**Stored data entries**
- - - - -

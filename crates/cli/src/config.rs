// crates/cli/src/config.rs
use crate::args::Args;
use crate::error::{AppError, Result};
pub use dircount_engine::config::{Config, ConfigBuilder};
use dircount_engine::error::EngineError;
use dircount_engine::options::Strategy;
use std::path::PathBuf;

/// What the invocation asks for.
#[derive(Debug, Clone, Copy, PartialEq, Eq)]
pub enum Mode {
    /// Count with one strategy. `None` means no strategy flag was given:
    /// getline is used and only the bare total is printed.
    Count(Option<Strategy>),
    Benchmark,
}

impl Mode {
    /// Flag precedence when several are given: `-b`, `-n`, `-g`, `-m`.
    #[must_use]
    pub const fn from_args(args: &Args) -> Self {
        if args.benchmark {
            Self::Benchmark
        } else if args.delimiter_scan {
            Self::Count(Some(Strategy::DelimiterScan))
        } else if args.getline {
            Self::Count(Some(Strategy::Getline))
        } else if args.buffered_delimiter_scan {
            Self::Count(Some(Strategy::BufferedDelimiterScan))
        } else {
            Self::Count(None)
        }
    }

    #[must_use]
    pub fn strategy(self) -> Strategy {
        match self {
            Self::Count(strategy) => strategy.unwrap_or_default(),
            Self::Benchmark => Strategy::default(),
        }
    }
}

/// Fully resolved invocation.
#[derive(Debug, Clone)]
pub struct Invocation {
    pub mode: Mode,
    pub directory: PathBuf,
    pub engine: Config,
    pub json: bool,
}

impl TryFrom<Args> for Invocation {
    type Error = AppError;

    fn try_from(args: Args) -> Result<Self> {
        if args.help {
            return Err(AppError::HelpRequested);
        }
        let directory = args.directory().cloned().ok_or(AppError::NoDirectory)?;
        let mode = Mode::from_args(&args);

        let mut builder = ConfigBuilder::default();
        builder
            .strategy(mode.strategy())
            .jobs(args.jobs.unwrap_or_else(num_cpus::get))
            .strict(args.strict);
        if let Some(chunk_size) = args.chunk_size {
            builder.chunk_size(chunk_size);
        }
        let engine = builder
            .build()
            .map_err(|e| EngineError::Config(e.to_string()))?;
        engine.validate()?;

        Ok(Self {
            mode,
            directory,
            engine,
            json: args.json,
        })
    }
}

#[cfg(test)]
mod tests {
    use super::*;
    use clap::Parser;

    fn invocation(argv: &[&str]) -> Result<Invocation> {
        let mut full = vec!["dircount"];
        full.extend_from_slice(argv);
        Invocation::try_from(Args::try_parse_from(full).unwrap())
    }

    #[test]
    fn test_default_mode_is_bare_getline() {
        let inv = invocation(&["dir"]).unwrap();
        assert_eq!(inv.mode, Mode::Count(None));
        assert_eq!(inv.engine.strategy, Strategy::Getline);
        assert_eq!(inv.engine.chunk_size, dircount_engine::config::DEFAULT_CHUNK_SIZE);
    }

    #[test]
    fn test_flag_precedence() {
        assert_eq!(invocation(&["-m", "-b", "dir"]).unwrap().mode, Mode::Benchmark);
        assert_eq!(
            invocation(&["-m", "-g", "-n", "dir"]).unwrap().mode,
            Mode::Count(Some(Strategy::DelimiterScan))
        );
        assert_eq!(
            invocation(&["-m", "-g", "dir"]).unwrap().mode,
            Mode::Count(Some(Strategy::Getline))
        );
        let inv = invocation(&["-m", "dir"]).unwrap();
        assert_eq!(inv.engine.strategy, Strategy::BufferedDelimiterScan);
    }

    #[test]
    fn test_help_and_missing_directory() {
        assert!(matches!(invocation(&["-h", "dir"]), Err(AppError::HelpRequested)));
        assert!(matches!(invocation(&["-n"]), Err(AppError::NoDirectory)));
    }

    #[test]
    fn test_execution_options() {
        let inv = invocation(&["-j", "2", "--chunk-size", "8K", "--strict", "dir"]).unwrap();
        assert_eq!(inv.engine.jobs, 2);
        assert_eq!(inv.engine.chunk_size, 8 * 1024);
        assert!(inv.engine.strict);
    }

    #[test]
    fn test_zero_jobs_is_rejected() {
        assert!(matches!(
            invocation(&["-j", "0", "dir"]),
            Err(AppError::Engine(_))
        ));
    }
}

- - - - -

**WORK INSTRUCTION**
Scan the data above for the string "PathBuf" and copy each line where it appears.

**WRITTEN SOLUTION**
use std::path::PathBuf;
    pub directory: PathBuf,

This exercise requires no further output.